第56回日本作業療法学会

講演情報

ポスター

地域

[PN-4] ポスター:地域 4

2022年9月16日(金) 15:00 〜 16:00 ポスター会場 (イベントホール)

[PN-4-6] ポスター:地域 4病院・介護事業所での農作業活用の可能性と課題

滋賀県作業療法士会の3年間の活動からの考察

中井 秀昭12川崎 一平4小室 雅紀15嶋川 昌典13小川 敬之4 (1滋賀県作業療法士会,2藍野大学医療保健学部作業療法学科,3びわこリハビリテーション専門職大学リハビリテーション学部作業療法学科,4京都橘大学健康科学部作業療法学科,5医療法人弘英会さくらテラス)

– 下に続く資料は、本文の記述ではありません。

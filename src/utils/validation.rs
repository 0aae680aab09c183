use crate::utils::error::{TourError, Result};

pub trait Validate {
    fn validate(&self) -> Result<()>;
}

pub fn validate_path(field_name: &str, path: &str) -> Result<()> {
    if path.is_empty() {
        return Err(TourError::InvalidConfigValueError {
            field: field_name.to_string(),
            value: path.to_string(),
            reason: "Path cannot be empty".to_string(),
        });
    }

    if path.contains('\0') {
        return Err(TourError::InvalidConfigValueError {
            field: field_name.to_string(),
            value: path.to_string(),
            reason: "Path contains null bytes".to_string(),
        });
    }

    Ok(())
}

pub fn validate_non_empty_string(field_name: &str, value: &str) -> Result<()> {
    if value.trim().is_empty() {
        return Err(TourError::InvalidConfigValueError {
            field: field_name.to_string(),
            value: value.to_string(),
            reason: "Value cannot be empty or whitespace-only".to_string(),
        });
    }
    Ok(())
}

pub fn validate_range<T: PartialOrd + std::fmt::Display + Copy>(
    field_name: &str,
    value: T,
    min: T,
    max: T,
) -> Result<()> {
    if value < min || value > max {
        return Err(TourError::InvalidConfigValueError {
            field: field_name.to_string(),
            value: value.to_string(),
            reason: format!("Value must be between {} and {}", min, max),
        });
    }
    Ok(())
}
#[cfg(feature = "cli")]
pub mod cli;
pub mod toml_config;

#[cfg(feature = "cli")]
pub use cli::{CliConfig, Command};
pub use toml_config::TomlConfig;
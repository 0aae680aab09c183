use thiserror::Error;

#[derive(Error, Debug)]
pub enum TourError {
    #[error("Invalid argument for {operation}: {value} ({reason})")]
    InvalidArgument {
        operation: String,
        value: String,
        reason: String,
    },

    #[error("Arithmetic overflow in {operation} for input {value}")]
    Overflow { operation: String, value: String },

    #[error("IO error: {0}")]
    IoError(#[from] std::io::Error),

    #[error("Serialization error: {0}")]
    SerializationError(#[from] serde_json::Error),

    #[error("TOML parsing error: {0}")]
    TomlError(#[from] toml::de::Error),

    #[error("Configuration error: {message}")]
    ConfigError { message: String },

    #[error("Invalid value for {field}: {value} ({reason})")]
    InvalidConfigValueError {
        field: String,
        value: String,
        reason: String,
    },
}

#[derive(Debug, Clone, Copy, PartialEq, Eq)]
pub enum ErrorCategory {
    Input,
    Arithmetic,
    Configuration,
    System,
}

#[derive(Debug, Clone, Copy, PartialEq, Eq, PartialOrd, Ord)]
pub enum ErrorSeverity {
    Low,
    Medium,
    High,
    Critical,
}

impl ErrorSeverity {
    /// Process exit code for a failure of this severity.
    pub fn exit_code(self) -> i32 {
        match self {
            ErrorSeverity::Low => 0,
            ErrorSeverity::Medium => 2,
            ErrorSeverity::High => 1,
            ErrorSeverity::Critical => 3,
        }
    }
}

impl TourError {
    pub fn invalid_argument(operation: &str, value: impl ToString, reason: &str) -> Self {
        TourError::InvalidArgument {
            operation: operation.to_string(),
            value: value.to_string(),
            reason: reason.to_string(),
        }
    }

    pub fn overflow(operation: &str, value: impl ToString) -> Self {
        TourError::Overflow {
            operation: operation.to_string(),
            value: value.to_string(),
        }
    }

    pub fn category(&self) -> ErrorCategory {
        match self {
            TourError::InvalidArgument { .. } => ErrorCategory::Input,
            TourError::Overflow { .. } => ErrorCategory::Arithmetic,
            TourError::ConfigError { .. }
            | TourError::InvalidConfigValueError { .. }
            | TourError::TomlError(_) => ErrorCategory::Configuration,
            TourError::IoError(_) | TourError::SerializationError(_) => ErrorCategory::System,
        }
    }

    pub fn severity(&self) -> ErrorSeverity {
        match self.category() {
            ErrorCategory::Input => ErrorSeverity::Medium,
            ErrorCategory::Arithmetic => ErrorSeverity::Medium,
            ErrorCategory::Configuration => ErrorSeverity::High,
            ErrorCategory::System => ErrorSeverity::Critical,
        }
    }

    pub fn recovery_suggestion(&self) -> String {
        match self {
            TourError::InvalidArgument { operation, .. } => {
                format!("Pass a value accepted by {}", operation)
            }
            TourError::Overflow { operation, .. } => {
                format!("Use a smaller input for {}", operation)
            }
            TourError::InvalidConfigValueError { field, .. } => {
                format!("Fix the value of '{}' in the configuration", field)
            }
            TourError::ConfigError { .. } | TourError::TomlError(_) => {
                "Check that the configuration file is valid TOML".to_string()
            }
            TourError::IoError(_) => "Check that the file exists and is readable".to_string(),
            TourError::SerializationError(_) => "Report this as a bug".to_string(),
        }
    }

    pub fn user_friendly_message(&self) -> String {
        match self {
            TourError::InvalidArgument {
                operation, reason, ..
            } => format!("{} rejected its input: {}", operation, reason),
            TourError::Overflow { operation, value } => {
                format!("{} of {} does not fit in the result type", operation, value)
            }
            other => other.to_string(),
        }
    }
}

pub type Result<T> = std::result::Result<T, TourError>;
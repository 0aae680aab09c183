use crate::domain::model::OutputFormat;

/// Settings the core reads, independent of where they came from (CLI flags or TOML).
pub trait ConfigProvider {
    fn max_factorial_input(&self) -> i64;
    fn output_format(&self) -> OutputFormat;
    fn use_recursive_factorial(&self) -> bool;

    fn tour_factorial_input(&self) -> i64 {
        5
    }

    fn tour_greet_name(&self) -> &str {
        "Jake Gyllenhaal"
    }

    fn tour_echo_name(&self) -> &str {
        "Jay"
    }

    fn tour_add_operands(&self) -> (i64, i64) {
        (1, 2)
    }

    fn tour_sum_operands(&self) -> &[i64] {
        &[1, 2, 3, 4]
    }
}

【はじめに】近年,農業の担い手不足と障害者雇用を結びつける取り組みである農福連携が推進されている.加えて,農作業が有する多面的な機能を活用し,障害者雇用のみならず,高齢者,引きこもり者への支援などと結びつけた事業も展開されている.一方,病院や介護事業所における作業療法場面において,実施種目としての農作業活用は徒手的訓練や日常生活活動に比べて少なく,その活用についての現状や課題についての報告は少ない.滋賀県作業療法士会は2019年から2021年にかけて,医療・介護事業所における農作業活用実践および普及展開に関する事業を滋賀県より受託した.この事業は農作業を医療・介護事業所などで農作業を活用する方策について検討を行い,その手法について普及展開することによって,県内のリハビリテーション提供体制の充実を目的とした事業である.今回,この事業を通じて得た知見をもとに,医療・介護事業所での農作業活用の意義と課題について考察する.なお,本発表における農作業とは,農業生産の場における労働の過程からプランターや花壇での栽培,収穫物の加工,販売など関連する作業を含むこととする.
【方法】2019年度は滋賀県内の病院や通所介護事業所など計637施設に対し,施設内での農作業活用状況・課題についてアンケート調査を行った.2020年度は農作業活用の実践先行事業所への調査および,通所介護施設2施設において農作業活用を実践し,利用者への効果測定や手法の検討を行った.2021年度は病院および通所介護事業所での農作業導入支援を行った.また,3カ年の取り組み普及を目的にした研修会を実施した.なお,本発表におけるアンケート調査については対象施設からの自由意志による承諾を得て実施し,結果については匿名化された情報のみを分析して報告したものである.
【結果】2019年度事業調査では,224施設(回答率35.2%)からの回答があり,農作業実施施設は77施設(34.4%)であった.回答者の6割が農作業による利用者への効果は存在すると考えていた.また,畑の場所,管理,リスク,農作業技術に課題を感じている施設が多かった.2020年度事業における通所介護事業所の実践では,障害福祉サービス事業所との連携や農作業を一つの媒体として活用することにより多様な作業提供が可能であることがわかった.一方で,人的な環境整備も必要なことが課題として残った.2021年度事業については,病院での実践導入において,感染対策や他職種への理解などの課題が明らかになった.一方,訓練室ではみられない利用者の能力評価やリハビリ意欲の向上なども確認された.また通所介護事業所での実践導入については,職員理解の難しさや支援者の労働力確保,農作業提供側の理解の醸成などの課題が見られた.一方で,農作業を通じて小集団の会話が促進される様子や通所に意欲的な発言が確認された.また,研修会についてはのべ141名の参加があった.
【考察】病院における農作業活用は,馴染みのある作業を入院中に実施することでの意欲の向上や日常生活動作以外の活動に繋がることにより,退院支援および退院後の社会生活支援に繋がる可能性が考えられた.一方,実施のためには院内の内部調整や職員の農作業知識向上が重要であることがわかった.通所介護事業所においては,農作業により,地域との繋がりを感じ,役割の獲得に繋がることが利用者のQOL向上に繋がる可能性が考えられた.いずれにおいても,農業を実施している障害福祉サービス事業所や農業法人などとの連携およびそのコーディネートを行うことで,農作業を活用した農福連携の広がりが生まれ,結果,リハビリテーション提供体制の充実に寄与する可能性があると考えられた.